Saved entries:
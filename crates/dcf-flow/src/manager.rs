//! Flow Manager
//!
//! Tracks in-progress flows by id, routes input to the step each flow is
//! waiting on, and applies finished flows to the config entries.

use async_trait::async_trait;
use dcf_config::FilterConfig;
use dcf_config_entries::{ConfigEntries, ConfigEntry, ConfigEntrySource, ConfigEntryUpdate};
use dcf_core::DOMAIN;
use dcf_service_registry::ServiceRegistry;
use std::collections::HashMap;
use std::sync::Arc;
use tokio::sync::RwLock;
use tracing::{debug, info};
use ulid::Ulid;

use crate::config_flow::ConfigFlow;
use crate::error::FlowError;
use crate::flow::submitted;
use crate::manifest::ManifestSource;
use crate::options_flow::OptionsFlow;
use crate::result::{CreatedEntry, FlowResponse, FlowResult};
use crate::{STEP_IMPORT, STEP_INIT, STEP_USER};

/// How a config flow was started
#[derive(Debug, Clone, Copy, PartialEq, Eq)]
pub enum FlowSource {
    /// Started from the UI
    User,
    /// Started from YAML configuration
    Import,
}

impl From<FlowSource> for ConfigEntrySource {
    fn from(source: FlowSource) -> Self {
        match source {
            FlowSource::User => ConfigEntrySource::User,
            FlowSource::Import => ConfigEntrySource::Import,
        }
    }
}

enum FlowKind {
    Config {
        flow: ConfigFlow,
        source: FlowSource,
    },
    Options(OptionsFlow),
}

/// Active flow state
struct ActiveFlow {
    /// Integration domain, or the entry id for options flows
    handler: String,
    kind: FlowKind,
    /// Step waiting for input
    current_step: String,
}

/// Entry points a REST or WebSocket API calls into
#[async_trait]
pub trait FlowHandler: Send + Sync {
    /// Start a config flow
    async fn start_flow(
        &self,
        source: FlowSource,
        user_input: Option<serde_json::Value>,
    ) -> Result<FlowResponse, FlowError>;

    /// Start an options flow for an existing entry
    async fn start_options_flow(&self, entry_id: &str) -> Result<FlowResponse, FlowError>;

    /// Continue a flow with user input
    async fn progress_flow(
        &self,
        flow_id: &str,
        user_input: Option<serde_json::Value>,
    ) -> Result<FlowResponse, FlowError>;

    /// List in-progress flows
    async fn list_flows(&self) -> Vec<serde_json::Value>;
}

/// Manages active flows for the default config filter
pub struct FlowManager {
    manifests: Arc<dyn ManifestSource>,
    entries: Arc<ConfigEntries>,
    services: Arc<ServiceRegistry>,
    flows: RwLock<HashMap<String, ActiveFlow>>,
}

impl FlowManager {
    pub fn new(
        manifests: Arc<dyn ManifestSource>,
        entries: Arc<ConfigEntries>,
        services: Arc<ServiceRegistry>,
    ) -> Self {
        Self {
            manifests,
            entries,
            services,
            flows: RwLock::new(HashMap::new()),
        }
    }

    /// Import YAML configuration, if any, through the config flow.
    ///
    /// Returns `None` when there is nothing to import.
    pub async fn setup_from_config(
        &self,
        config: Option<&FilterConfig>,
    ) -> Result<Option<FlowResponse>, FlowError> {
        let Some(config) = config else {
            return Ok(None);
        };

        let input = serde_json::Value::Object(config.import_input());
        self.start_flow(FlowSource::Import, Some(input))
            .await
            .map(Some)
    }

    /// Number of in-progress flows
    pub async fn len(&self) -> usize {
        self.flows.read().await.len()
    }

    pub async fn is_empty(&self) -> bool {
        self.flows.read().await.is_empty()
    }

    async fn run_step(
        &self,
        active: &mut ActiveFlow,
        user_input: Option<serde_json::Value>,
    ) -> Result<FlowResult, FlowError> {
        debug!(handler = %active.handler, step = %active.current_step, "Running flow step");

        match (&mut active.kind, active.current_step.as_str()) {
            (FlowKind::Config { flow, .. }, STEP_USER) => flow.step_user(user_input).await,
            (FlowKind::Config { flow, .. }, STEP_IMPORT) => {
                let input = submitted(user_input)?.unwrap_or_default();
                flow.step_import(input).await
            }
            (FlowKind::Options(flow), STEP_INIT) => flow.step_init(user_input).await,
            (FlowKind::Options(flow), STEP_USER) => flow.step_user(user_input).await,
            (_, step) => Err(FlowError::UnknownStep(step.to_string())),
        }
    }

    /// Persist a finished flow's entry and return it as JSON
    fn apply_created(
        &self,
        active: &ActiveFlow,
        created: &CreatedEntry,
    ) -> Result<serde_json::Value, FlowError> {
        let entry = match &active.kind {
            FlowKind::Config { flow, source } => {
                let mut entry = ConfigEntry::new(DOMAIN, created.title.clone())
                    .with_data(created.data.clone())
                    .with_options(created.options.clone())
                    .with_source((*source).into());
                if let Some(unique_id) = flow.unique_id() {
                    entry = entry.with_unique_id(unique_id);
                }
                self.entries.add(entry)?
            }
            FlowKind::Options(flow) => {
                let entry_id = flow.entry().entry_id.clone();
                let updated = self.entries.update(
                    &entry_id,
                    ConfigEntryUpdate::new().options(created.options.clone()),
                )?;
                info!(entry_id = %entry_id, "Updated options");
                updated
            }
        };

        Ok(serde_json::json!({
            "entry_id": entry.entry_id,
            "domain": entry.domain,
            "title": entry.title,
            "source": entry.source.as_str(),
            "options": entry.options,
        }))
    }

    /// Run the current step and either keep the flow or finish it
    async fn advance(
        &self,
        flow_id: String,
        mut active: ActiveFlow,
        user_input: Option<serde_json::Value>,
    ) -> Result<FlowResponse, FlowError> {
        let result = self.run_step(&mut active, user_input).await;

        let result = match result {
            Ok(result) => result,
            Err(e) => {
                self.flows.write().await.insert(flow_id, active);
                return Err(e);
            }
        };

        let response = FlowResponse::new(flow_id.clone(), active.handler.clone(), &result);

        match &result {
            FlowResult::Form(form) => {
                active.current_step = form.step_id.clone();
                self.flows.write().await.insert(flow_id, active);
                Ok(response)
            }
            FlowResult::CreateEntry(created) => {
                let entry = self.apply_created(&active, created)?;
                debug!(flow_id = %flow_id, "Flow finished");
                Ok(response.with_result(entry))
            }
            FlowResult::Abort { reason } => {
                debug!(flow_id = %flow_id, reason = %reason, "Flow aborted");
                Ok(response)
            }
        }
    }
}

#[async_trait]
impl FlowHandler for FlowManager {
    async fn start_flow(
        &self,
        source: FlowSource,
        user_input: Option<serde_json::Value>,
    ) -> Result<FlowResponse, FlowError> {
        let flow_id = Ulid::new().to_string();
        let flow = ConfigFlow::new(self.manifests.clone(), self.entries.clone());
        let current_step = match source {
            FlowSource::User => STEP_USER,
            FlowSource::Import => STEP_IMPORT,
        };

        info!(flow_id = %flow_id, ?source, "Starting config flow");

        let active = ActiveFlow {
            handler: DOMAIN.to_string(),
            kind: FlowKind::Config { flow, source },
            current_step: current_step.to_string(),
        };
        self.advance(flow_id, active, user_input).await
    }

    async fn start_options_flow(&self, entry_id: &str) -> Result<FlowResponse, FlowError> {
        let entry = self
            .entries
            .get(entry_id)
            .ok_or_else(|| FlowError::UnknownEntry(entry_id.to_string()))?;

        let flow_id = Ulid::new().to_string();
        info!(flow_id = %flow_id, entry_id = %entry_id, "Starting options flow");

        let flow = OptionsFlow::new(entry, self.manifests.clone(), self.services.clone());
        let active = ActiveFlow {
            handler: entry_id.to_string(),
            kind: FlowKind::Options(flow),
            current_step: STEP_INIT.to_string(),
        };
        self.advance(flow_id, active, None).await
    }

    async fn progress_flow(
        &self,
        flow_id: &str,
        user_input: Option<serde_json::Value>,
    ) -> Result<FlowResponse, FlowError> {
        let active = self
            .flows
            .write()
            .await
            .remove(flow_id)
            .ok_or_else(|| FlowError::UnknownFlow(flow_id.to_string()))?;

        self.advance(flow_id.to_string(), active, user_input).await
    }

    async fn list_flows(&self) -> Vec<serde_json::Value> {
        self.flows
            .read()
            .await
            .iter()
            .map(|(flow_id, active)| {
                let source = match &active.kind {
                    FlowKind::Config { source, .. } => ConfigEntrySource::from(*source).as_str(),
                    FlowKind::Options(_) => "options",
                };
                serde_json::json!({
                    "flow_id": flow_id,
                    "handler": active.handler,
                    "step_id": active.current_step,
                    "context": {"source": source},
                })
            })
            .collect()
    }
}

WHAT YOU NEED TO DO> Lines holding the word "submitted" are the answer; copy each one from the records above.

EXERCISE RESPONSE>
use crate::flow::submitted;
                let input = submitted(user_input)?.unwrap_or_default();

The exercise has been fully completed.